Hale "was under care, a doctor's care, for an emotional disorder," the chief told reporters during a news briefing, without elaborating.

Under Tennessee law, mental illness is not grounds for police to confiscate weapons, unless a person is deemed mentally incompetent by a court, "judicially committed" to a mental institution," or placed under a conservatorship "because of mental defect."

Tennessee prohibits selling guns to persons found by a court or other legal authority to pose a danger to themselves or others, or cannot conduct their affairs due to mental illness. But merely being under a doctor's care would not, in itself, meet that threshold.

Drake said it appeared Hale had some sort of weapons training. Hale fired on officers from the school's second floor as they arrived in patrol cars while standing back from large windows to avoid becoming an easy target.

Manifesto and unanswered questions

Hale left behind a detailed map of the school showing entry points as well as what Drake described as a "manifesto" indicating that Hale may have planned to carry out shootings at other locations.

On Monday, Drake said Hale identified as a transgender person, and said investigators believe the suspect harboured "some resentment for having to go to" the Covenant School as a child.

The chief declined to elaborate and did not say what role, if any, Hale's gender identity, educational background or other social or religious dynamics might have played. Investigators "don't have a motive at this time," he said Tuesday.

The shooting came weeks after Tennessee's legislature thrust the state to the forefront of a political furore over LGBTQ rights by voting to ban gender-affirming medical treatments for transgender children and to place new restrictions on drag performances.

The suspect's LinkedIn page, listing recent jobs in graphic design and grocery delivery, showed Hale preferred male pronouns.

Video footage

The six minutes of video footage released on Monday, edited together from the body-worn cameras of two responding officers, offered a glimpse of the rampage as it unfolded. The video opens with an officer retrieving a rifle from his trunk as a staff member tells him the school is locked down but two children are unaccounted for.

"Let's go! I need three!" the officer yells as he enters the building, where alarms can be heard ringing.

The video shows officers clearing one room after another before heading upstairs, where one says, "We've got one down."

Amid the sound of gunfire, the officers race down the hallway - past what appears to be a victim lying on the ground - and into a lounge area, where the suspect is seen dropping to the floor after being shot.
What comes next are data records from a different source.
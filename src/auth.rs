use async_trait::async_trait;
use axum::extract::FromRequestParts;
use axum::http::request::Parts;
use axum::http::StatusCode as HttpStatusCode;

const HDR_PROFILE_ID: &str = "x-auth-profile-id";
const HDR_LOGIN_NAME: &str = "x-auth-login-name";
const HDR_FORWARDED_FOR: &str = "x-forwarded-for";

/// identity of the request, verified and injected as headers by the
/// upstream gateway, this service never validates credentials itself
#[derive(Debug, Clone)]
pub struct AppAuthedClaim {
    pub profile: u32,
    pub login_name: Option<String>,
    pub client_addr: Option<String>,
}

#[async_trait]
impl<S> FromRequestParts<S> for AppAuthedClaim
where
    S: Send + Sync,
{
    type Rejection = (HttpStatusCode, &'static str);

    async fn from_request_parts(
        parts: &mut Parts,
        _state: &S,
    ) -> Result<Self, Self::Rejection> {
        let profile = parts
            .headers
            .get(HDR_PROFILE_ID)
            .and_then(|v| v.to_str().ok())
            .and_then(|v| v.parse::<u32>().ok())
            .ok_or((
                HttpStatusCode::UNAUTHORIZED,
                r#"{"reason":"missing-auth-header"}"#,
            ))?;
        let login_name = parts
            .headers
            .get(HDR_LOGIN_NAME)
            .and_then(|v| v.to_str().ok())
            .map(|v| v.to_string());
        let client_addr = parts
            .headers
            .get(HDR_FORWARDED_FOR)
            .and_then(|v| v.to_str().ok())
            .map(|v| v.to_string());
        Ok(Self {
            profile,
            login_name,
            client_addr,
        })
    }
} // end of impl FromRequestParts for AppAuthedClaim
The two officers whose body-worn cameras provided the footage both fire several rounds at the suspect. The video shows the assailant still moving on the floor as another officer repeatedly yells, "Get your hands away from the gun!"

According to a police timeline of the incident, just 14 minutes elapsed from the first reports of a shooting to police neutralising the suspect.

Monday's violence marked the 90th school shooting – defined as any incident in which a gun is discharged on school property – in the United States this year, according to the K-12 School Shooting Database, a website founded by researcher David Riedman. Last year saw 303 such incidents, the highest of any year in the database, which goes back to 1970.

The three children killed on Monday were identified as Evelyn Dieckhaus, Hallie Scruggs and William Kinney. The three adults killed were Katherine Koonce, 60, the head of the school; Mike Hill, 61, a custodian; and Cynthia Peak, 61, a substitute teacher.

The Covenant School, founded in 2001, serves about 200 students from preschool to sixth grade in the Green Hills neighbourhood of Tennessee's state capital, according to the school's website.